■ Try it
Show each line of the data below that has the string "Boolean" in it.

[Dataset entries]
____________________
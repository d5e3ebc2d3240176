//! In-memory document engine
//!
//! Collections hold documents keyed by an insertion sequence number. Each
//! collection carries its secondary indexes, which are maintained on every
//! write and consulted by a small planner:
//!
//! - an equality or membership term on the leading field of an index turns
//!   into an index scan,
//! - an unfiltered query sorted by the field of a single-field index walks
//!   the index in order,
//! - everything else scans the collection.
//!
//! Arrays sort by their smallest element ascending and largest element
//! descending, so index walks and scans order multikey fields the same way.

use async_trait::async_trait;
use parking_lot::RwLock;
use std::collections::{BTreeMap, BTreeSet, HashMap};
use tracing::debug;

use super::engine::{DocumentEngine, IndexCreation};
use super::index::{render_key, SecondaryIndex};
use super::{
    Datum, Filter, FindOptions, IndexDescriptor, IndexStats, QueryPlan, Sort, SortOrder,
    WriteOutcome,
};
use crate::error::{Error, Result};

#[derive(Debug, Default)]
struct Collection {
    docs: BTreeMap<u64, Datum>,
    next_seq: u64,
    indexes: Vec<SecondaryIndex>,
}

impl Collection {
    /// Picks the index answering `filter`, if any.
    fn index_for_filter(&self, filter: &Filter) -> Option<(usize, Vec<Datum>)> {
        for (path, values) in filter.indexable_terms() {
            if values
                .iter()
                .any(|v| matches!(v, Datum::Array(_) | Datum::Object(_)))
            {
                continue;
            }
            if let Some(pos) = self
                .indexes
                .iter()
                .position(|idx| idx.descriptor.leading_path() == Some(path))
            {
                return Some((pos, values.into_iter().cloned().collect()));
            }
        }
        None
    }

    fn index_for_sort(&self, filter: &Filter, sort: Option<&Sort>) -> Option<usize> {
        let sort = sort?;
        if *filter != Filter::All {
            return None;
        }
        self.indexes.iter().position(|idx| {
            idx.descriptor.fields.len() == 1
                && idx.descriptor.leading_path() == Some(sort.path.as_str())
        })
    }

    fn plan(&self, filter: &Filter, options: &FindOptions) -> QueryPlan {
        if let Some((pos, _)) = self.index_for_filter(filter) {
            return QueryPlan::IndexScan(self.indexes[pos].descriptor.name.clone());
        }
        match self.index_for_sort(filter, options.sort.as_ref()) {
            Some(pos) => QueryPlan::IndexScan(self.indexes[pos].descriptor.name.clone()),
            None => QueryPlan::CollectionScan,
        }
    }

    /// Sequence numbers of matching documents, in result order.
    fn matching(&self, filter: &Filter, options: &FindOptions) -> Vec<u64> {
        if let Some((pos, values)) = self.index_for_filter(filter) {
            let index = &self.indexes[pos];
            let candidates: BTreeSet<u64> = values
                .iter()
                .flat_map(|v| index.lookup_leading(v))
                .collect();
            let mut seqs: Vec<u64> = candidates
                .into_iter()
                .filter(|seq| self.docs.get(seq).is_some_and(|doc| filter.matches(doc)))
                .collect();
            if let Some(sort) = &options.sort {
                self.sort_seqs(&mut seqs, sort);
            }
            return truncate(seqs, options.limit);
        }

        if let Some(pos) = self.index_for_sort(filter, options.sort.as_ref()) {
            let order = options
                .sort
                .as_ref()
                .map(|s| s.order)
                .unwrap_or(SortOrder::Ascending);
            let seqs = self.indexes[pos].ordered_seqs(order);
            return truncate(seqs, options.limit);
        }

        let mut seqs: Vec<u64> = self
            .docs
            .iter()
            .filter(|(_, doc)| filter.matches(doc))
            .map(|(seq, _)| *seq)
            .collect();
        match &options.sort {
            Some(sort) => {
                self.sort_seqs(&mut seqs, sort);
                truncate(seqs, options.limit)
            }
            None => truncate(seqs, options.limit),
        }
    }

    fn sort_seqs(&self, seqs: &mut [u64], sort: &Sort) {
        let key = |seq: &u64| -> Datum {
            let values = self
                .docs
                .get(seq)
                .map(|doc| doc.resolve(&sort.path))
                .unwrap_or_default();
            let picked = match sort.order {
                SortOrder::Ascending => values.into_iter().min_by(|a, b| a.total_cmp(b)),
                SortOrder::Descending => values.into_iter().max_by(|a, b| a.total_cmp(b)),
            };
            picked.cloned().unwrap_or(Datum::Null)
        };
        seqs.sort_by(|a, b| sort.order.apply(key(a).total_cmp(&key(b))));
    }

    fn check_unique(&self, collection: &str, seq: Option<u64>, doc: &Datum) -> Result<()> {
        for index in &self.indexes {
            if let Some(key) = index.conflicting_key(seq, doc) {
                return Err(Error::DuplicateKey {
                    collection: collection.to_string(),
                    index: index.descriptor.name.clone(),
                    key: render_key(&key),
                });
            }
        }
        Ok(())
    }

    fn insert(&mut self, collection: &str, doc: Datum) -> Result<u64> {
        if doc.as_object().is_none() {
            return Err(Error::Document(format!(
                "Documents in {} must be objects, got {}",
                collection, doc
            )));
        }
        self.check_unique(collection, None, &doc)?;
        let seq = self.next_seq;
        self.next_seq += 1;
        for index in &mut self.indexes {
            index.add(seq, &doc);
        }
        self.docs.insert(seq, doc);
        Ok(seq)
    }

    fn remove(&mut self, seq: u64) -> Option<Datum> {
        let doc = self.docs.remove(&seq)?;
        for index in &mut self.indexes {
            index.remove(seq, &doc);
        }
        Some(doc)
    }
}
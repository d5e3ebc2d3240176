//! Datum - the JSON-like value documents are made of.
//!
//! # Supported Types
//!
//! - **Null**: Absence of a value
//! - **Boolean**: true or false
//! - **Number**: f64 floating point numbers
//! - **String**: UTF-8 encoded text
//! - **Array**: Ordered list of datums
//! - **Object**: Field map (sorted by field name)
//!
//! # Field paths
//!
//! Queries and indexes address values with dotted paths. A path step that
//! meets an array applies to every element, so `authors.email` on a book
//! document yields the email of each embedded author:
//!
//! ```rust
//! use bookmirror::document::Datum;
//! use serde_json::json;
//!
//! let doc = Datum::from(json!({
//!     "title": "T",
//!     "authors": [{"email": "a@x.io"}, {"email": "b@x.io"}]
//! }));
//! let emails: Vec<_> = doc.resolve("authors.email").into_iter().cloned().collect();
//! assert_eq!(emails, vec![Datum::from("a@x.io"), Datum::from("b@x.io")]);
//! ```

use serde::{Deserialize, Serialize};
use std::cmp::Ordering;
use std::collections::BTreeMap;

/// A value stored in a document collection.
#[derive(Debug, Clone, PartialEq, Serialize, Deserialize)]
#[serde(untagged)]
pub enum Datum {
    Null,
    Boolean(bool),
    Number(f64),
    String(String),
    Array(Vec<Datum>),
    Object(BTreeMap<String, Datum>),
}

impl Datum {
    /// Check if datum is null
    pub fn is_null(&self) -> bool {
        matches!(self, Datum::Null)
    }

    /// Get as string
    pub fn as_string(&self) -> Option<&str> {
        match self {
            Datum::String(s) => Some(s),
            _ => None,
        }
    }

    /// Get as number
    pub fn as_number(&self) -> Option<f64> {
        match self {
            Datum::Number(n) => Some(*n),
            _ => None,
        }
    }

    /// Get as array
    pub fn as_array(&self) -> Option<&Vec<Datum>> {
        match self {
            Datum::Array(arr) => Some(arr),
            _ => None,
        }
    }

    /// Get as object
    pub fn as_object(&self) -> Option<&BTreeMap<String, Datum>> {
        match self {
            Datum::Object(obj) => Some(obj),
            _ => None,
        }
    }

    /// Top-level field of an object.
    pub fn field(&self, name: &str) -> Option<&Datum> {
        self.as_object().and_then(|obj| obj.get(name))
    }

    /// Resolves a dotted path to the leaf values it reaches.
    ///
    /// Arrays met along the way fan out over their elements, and an array at
    /// the leaf contributes its elements. A missing path resolves to nothing.
    pub fn resolve<'a>(&'a self, path: &str) -> Vec<&'a Datum> {
        let mut out = Vec::new();
        let steps: Vec<&str> = path.split('.').collect();
        resolve_into(self, &steps, &mut out);
        out
    }

    /// Whether any value at `path` equals `expected`. A missing path matches
    /// `Null`.
    pub fn matches(&self, path: &str, expected: &Datum) -> bool {
        let values = self.resolve(path);
        if values.is_empty() {
            return expected.is_null();
        }
        values.into_iter().any(|v| v == expected)
    }

    fn type_rank(&self) -> u8 {
        match self {
            Datum::Null => 0,
            Datum::Boolean(_) => 1,
            Datum::Number(_) => 2,
            Datum::String(_) => 3,
            Datum::Array(_) => 4,
            Datum::Object(_) => 5,
        }
    }

    /// Total order over datums: by type first (null < bool < number <
    /// string < array < object), then by value.
    pub fn total_cmp(&self, other: &Datum) -> Ordering {
        match (self, other) {
            (Datum::Null, Datum::Null) => Ordering::Equal,
            (Datum::Boolean(a), Datum::Boolean(b)) => a.cmp(b),
            (Datum::Number(a), Datum::Number(b)) => a.total_cmp(b),
            (Datum::String(a), Datum::String(b)) => a.cmp(b),
            (Datum::Array(a), Datum::Array(b)) => {
                for (x, y) in a.iter().zip(b.iter()) {
                    let ord = x.total_cmp(y);
                    if ord != Ordering::Equal {
                        return ord;
                    }
                }
                a.len().cmp(&b.len())
            }
            (Datum::Object(a), Datum::Object(b)) => {
                for ((ka, va), (kb, vb)) in a.iter().zip(b.iter()) {
                    let ord = ka.cmp(kb).then_with(|| va.total_cmp(vb));
                    if ord != Ordering::Equal {
                        return ord;
                    }
                }
                a.len().cmp(&b.len())
            }
            _ => self.type_rank().cmp(&other.type_rank()),
        }
    }
}

fn resolve_into<'a>(value: &'a Datum, steps: &[&str], out: &mut Vec<&'a Datum>) {
    match (steps.split_first(), value) {
        (None, Datum::Array(items)) => out.extend(items.iter()),
        (None, leaf) => out.push(leaf),
        (Some(_), Datum::Array(items)) => {
            for item in items {
                resolve_into(item, steps, out);
            }
        }
        (Some((head, rest)), Datum::Object(obj)) => {
            if let Some(child) = obj.get(*head) {
                resolve_into(child, rest, out);
            }
        }
        (Some(_), _) => {}
    }
}

// Conversions
impl From<bool> for Datum {
    fn from(b: bool) -> Self {
        Datum::Boolean(b)
    }
}

impl From<i64> for Datum {
    fn from(n: i64) -> Self {
        Datum::Number(n as f64)
    }
}

impl From<f64> for Datum {
    fn from(n: f64) -> Self {
        Datum::Number(n)
    }
}

impl From<String> for Datum {
    fn from(s: String) -> Self {
        Datum::String(s)
    }
}

impl From<&str> for Datum {
    fn from(s: &str) -> Self {
        Datum::String(s.to_string())
    }
}

impl From<&crate::apikey::ApiKey> for Datum {
    fn from(key: &crate::apikey::ApiKey) -> Self {
        Datum::String(key.as_str().to_string())
    }
}

impl From<serde_json::Value> for Datum {
    fn from(value: serde_json::Value) -> Self {
        match value {
            serde_json::Value::Null => Datum::Null,
            serde_json::Value::Bool(b) => Datum::Boolean(b),
            serde_json::Value::Number(n) => Datum::Number(n.as_f64().unwrap_or(0.0)),
            serde_json::Value::String(s) => Datum::String(s),
            serde_json::Value::Array(arr) => {
                Datum::Array(arr.into_iter().map(Datum::from).collect())
            }
            serde_json::Value::Object(obj) => {
                Datum::Object(obj.into_iter().map(|(k, v)| (k, Datum::from(v))).collect())
            }
        }
    }
}

impl From<Datum> for serde_json::Value {
    fn from(datum: Datum) -> Self {
        match datum {
            Datum::Null => serde_json::Value::Null,
            Datum::Boolean(b) => serde_json::Value::Bool(b),
            Datum::Number(n) => {
                // Integral values go back as integers so typed decoding into
                // u64/i64 fields keeps working.
                if n.fract() == 0.0 && n.abs() < 9.0e15 {
                    serde_json::Value::Number(serde_json::Number::from(n as i64))
                } else {
                    serde_json::Number::from_f64(n)
                        .map(serde_json::Value::Number)
                        .unwrap_or(serde_json::Value::Null)
                }
            }
            Datum::String(s) => serde_json::Value::String(s),
            Datum::Array(arr) => {
                serde_json::Value::Array(arr.into_iter().map(serde_json::Value::from).collect())
            }
            Datum::Object(obj) => serde_json::Value::Object(
                obj.into_iter()
                    .map(|(k, v)| (k, serde_json::Value::from(v)))
                    .collect(),
            ),
        }
    }
}

impl std::fmt::Display for Datum {
    fn fmt(&self, f: &mut std::fmt::Formatter<'_>) -> std::fmt::Result {
        match self {
            Datum::Null => write!(f, "null"),
            Datum::Boolean(b) => write!(f, "{}", b),
            Datum::Number(n) => write!(f, "{}", n),
            Datum::String(s) => write!(f, "\"{}\"", s),
            Datum::Array(arr) => {
                write!(f, "[")?;
                for (i, item) in arr.iter().enumerate() {
                    if i > 0 {
                        write!(f, ", ")?;
                    }
                    write!(f, "{}", item)?;
                }
                write!(f, "]")
            }
            Datum::Object(obj) => {
                write!(f, "{{")?;
                for (i, (key, value)) in obj.iter().enumerate() {
                    if i > 0 {
                        write!(f, ", ")?;
                    }
                    write!(f, "\"{}\": {}", key, value)?;
                }
                write!(f, "}}")
            }
        }
    }
}

#[cfg(test)]
mod tests {
    use super::*;
    use serde_json::json;

    #[test]
    fn test_resolve_nested_and_missing() {
        let doc = Datum::from(json!({
            "a": {"b": 1},
            "tags": ["x", "y"],
            "list": [{"k": "1"}, {"k": "2"}, {"other": true}]
        }));
        assert_eq!(doc.resolve("a.b"), vec![&Datum::Number(1.0)]);
        assert_eq!(doc.resolve("tags").len(), 2);
        assert_eq!(doc.resolve("list.k").len(), 2);
        assert!(doc.resolve("missing").is_empty());
        assert!(doc.resolve("a.b.c").is_empty());
    }

    #[test]
    fn test_matches_array_membership() {
        let doc = Datum::from(json!({"author_keys": ["k1", "k2"], "title": "T"}));
        assert!(doc.matches("author_keys", &Datum::from("k2")));
        assert!(!doc.matches("author_keys", &Datum::from("k3")));
        assert!(doc.matches("publisher_key", &Datum::Null));
        assert!(!doc.matches("title", &Datum::Null));
    }

    #[test]
    fn test_total_cmp_orders_across_types() {
        let mut values = vec![
            Datum::from("b"),
            Datum::Number(2.0),
            Datum::Null,
            Datum::from("a"),
            Datum::Boolean(true),
            Datum::Number(-1.0),
        ];
        values.sort_by(|a, b| a.total_cmp(b));
        assert_eq!(
            values,
            vec![
                Datum::Null,
                Datum::Boolean(true),
                Datum::Number(-1.0),
                Datum::Number(2.0),
                Datum::from("a"),
                Datum::from("b"),
            ]
        );
    }

    #[test]
    fn test_json_roundtrip_keeps_integers() {
        let value = json!({"price_cents": 1299, "ratio": 0.5});
        let back = serde_json::Value::from(Datum::from(value.clone()));
        assert_eq!(back, value);
    }
}
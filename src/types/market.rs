#![allow(missing_docs)]
//! Market status and holiday calendar types.

use std::collections::HashMap;

use serde::Deserialize;

// ---------------------------------------------------------------------------
// Market Status
// ---------------------------------------------------------------------------

/// Envelope returned by `GET /api/marketStatus`.
#[derive(Debug, Clone, Deserialize)]
#[serde(rename_all = "camelCase")]
pub struct MarketStatusResponse {
    pub market_state: Vec<MarketState>,
}

/// Status of one market segment (Capital Market, Currency, Commodity, ...).
#[derive(Debug, Clone, Deserialize)]
#[serde(rename_all = "camelCase")]
pub struct MarketState {
    /// Segment name, e.g. `"Capital Market"`.
    pub market: String,
    /// `"Open"` or `"Close"` (as spelled by the exchange).
    pub market_status: String,
    #[serde(default)]
    pub trade_date: Option<String>,
    /// Headline index for the segment, e.g. `"NIFTY 50"`.
    #[serde(default)]
    pub index: Option<String>,
    #[serde(default)]
    pub last: Option<serde_json::Value>,
    #[serde(default)]
    pub variation: Option<f64>,
    #[serde(default)]
    pub percent_change: Option<f64>,
    #[serde(default)]
    pub market_status_message: Option<String>,
}

// ---------------------------------------------------------------------------
// Holidays
// ---------------------------------------------------------------------------

/// Which holiday calendar to fetch.
#[derive(Debug, Clone, Copy, PartialEq, Eq)]
pub enum HolidayKind {
    Trading,
    Clearing,
}

impl HolidayKind {
    /// Query-parameter value expected by the API.
    pub fn as_str(self) -> &'static str {
        match self {
            Self::Trading => "trading",
            Self::Clearing => "clearing",
        }
    }
}

/// Holiday lists keyed by segment code (`"CM"`, `"FO"`, `"CD"`, ...).
pub type HolidayCalendar = HashMap<String, Vec<Holiday>>;

/// A single exchange holiday.
#[derive(Debug, Clone, Deserialize)]
#[serde(rename_all = "camelCase")]
pub struct Holiday {
    /// Date in `DD-MMM-YYYY` format.
    pub trading_date: String,
    #[serde(default)]
    pub week_day: Option<String>,
    #[serde(default)]
    pub description: Option<String>,
}

// ---------------------------------------------------------------------------
// Circulars
// ---------------------------------------------------------------------------

/// Envelope returned by `GET /api/circulars`.
#[derive(Debug, Clone, Deserialize)]
pub struct CircularsResponse {
    pub data: Vec<Circular>,
}

/// One exchange circular.
#[derive(Debug, Clone, Deserialize)]
#[serde(rename_all = "camelCase")]
pub struct Circular {
    #[serde(default)]
    pub circ_number: Option<String>,
    #[serde(default)]
    pub sub: Option<String>,
    #[serde(default)]
    pub circ_department: Option<String>,
    #[serde(default)]
    pub circ_date: Option<String>,
    #[serde(default)]
    pub circ_file_path: Option<String>,
}

// ---------------------------------------------------------------------------
// Advance / Decline
// ---------------------------------------------------------------------------

/// Advance/decline counts for one index.
#[derive(Debug, Clone, Deserialize)]
#[serde(rename_all = "camelCase")]
pub struct AdvanceDecline {
    #[serde(default)]
    pub indice: Option<String>,
    #[serde(default)]
    pub advances: Option<String>,
    #[serde(default)]
    pub declines: Option<String>,
    #[serde(default)]
    pub unchanged: Option<String>,
}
____________________
■ Result of the task
//! - **Boolean**: true or false
    Boolean(bool),
            Datum::Boolean(_) => 1,
            (Datum::Boolean(a), Datum::Boolean(b)) => a.cmp(b),
        Datum::Boolean(b)
            serde_json::Value::Bool(b) => Datum::Boolean(b),
            Datum::Boolean(b) => serde_json::Value::Bool(b),
            Datum::Boolean(b) => write!(f, "{}", b),
            Datum::Boolean(true),
                Datum::Boolean(true),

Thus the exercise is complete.